EXERCISE DETAILS:
When a line in the entries contains the word "captured", copy that line in full.

INFORMATION SHOWN:
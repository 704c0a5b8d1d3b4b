//! Runtime values for psi
//!
//! Scalars are copied when they move between stack slots. Dictionaries and
//! procedure bodies are shared: duplicating a dictionary on the operand stack
//! yields two handles to the same scope.

use crate::dict::DictRef;
use crate::lexer::Token;
use std::rc::Rc;

/// A deferred, re-executable token body.
///
/// Nested blocks stay as raw `{ ... }` tokens inside `body`; they are only
/// turned into procedures when the outer body runs.
#[derive(Debug, Clone)]
pub struct Procedure {
    pub body: Rc<[Token]>,
    /// Scope captured at construction time (lexical mode only)
    pub captured: Option<DictRef>,
}

impl Procedure {
    pub fn new(body: Rc<[Token]>, captured: Option<DictRef>) -> Self {
        Procedure { body, captured }
    }

    pub fn len(&self) -> usize {
        self.body.len()
    }

    pub fn is_empty(&self) -> bool {
        self.body.is_empty()
    }
}

impl PartialEq for Procedure {
    fn eq(&self, other: &Self) -> bool {
        let same_scope = match (&self.captured, &other.captured) {
            (None, None) => true,
            (Some(a), Some(b)) => a.ptr_eq(b),
            _ => false,
        };
        same_scope && (Rc::ptr_eq(&self.body, &other.body) || self.body == other.body)
    }
}

#[derive(Debug, Clone)]
pub enum Value {
    Int(i64),
    Real(f64),
    Bool(bool),
    Str(String),
    /// Literal name, as pushed by `/x`
    Name(String),
    Dict(DictRef),
    Proc(Procedure),
}

impl Value {
    /// Type name used in error messages
    pub fn type_name(&self) -> &'static str {
        match self {
            Value::Int(_) => "integer",
            Value::Real(_) => "real",
            Value::Bool(_) => "boolean",
            Value::Str(_) => "string",
            Value::Name(_) => "name",
            Value::Dict(_) => "dict",
            Value::Proc(_) => "procedure",
        }
    }

    /// Numeric view of the value; integers widen to f64
    pub fn as_number(&self) -> Option<f64> {
        match self {
            Value::Int(n) => Some(*n as f64),
            Value::Real(x) => Some(*x),
            _ => None,
        }
    }

    /// Integer view of the value; reals qualify only when integral
    pub fn as_integer(&self) -> Option<i64> {
        match self {
            Value::Int(n) => Some(*n),
            Value::Real(x) if x.fract() == 0.0 && x.is_finite() => Some(*x as i64),
            _ => None,
        }
    }
}

impl PartialEq for Value {
    fn eq(&self, other: &Self) -> bool {
        match (self, other) {
            (Value::Int(a), Value::Int(b)) => a == b,
            (Value::Real(a), Value::Real(b)) => a == b,
            (Value::Bool(a), Value::Bool(b)) => a == b,
            (Value::Str(a), Value::Str(b)) => a == b,
            (Value::Name(a), Value::Name(b)) => a == b,
            (Value::Dict(a), Value::Dict(b)) => a.ptr_eq(b),
            (Value::Proc(a), Value::Proc(b)) => a == b,
            _ => false,
        }
    }
}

RESULT OF THIS EXERCISE:
    /// Scope captured at construction time (lexical mode only)
    pub captured: Option<DictRef>,
    pub fn new(body: Rc<[Token]>, captured: Option<DictRef>) -> Self {
        Procedure { body, captured }
        let same_scope = match (&self.captured, &other.captured) {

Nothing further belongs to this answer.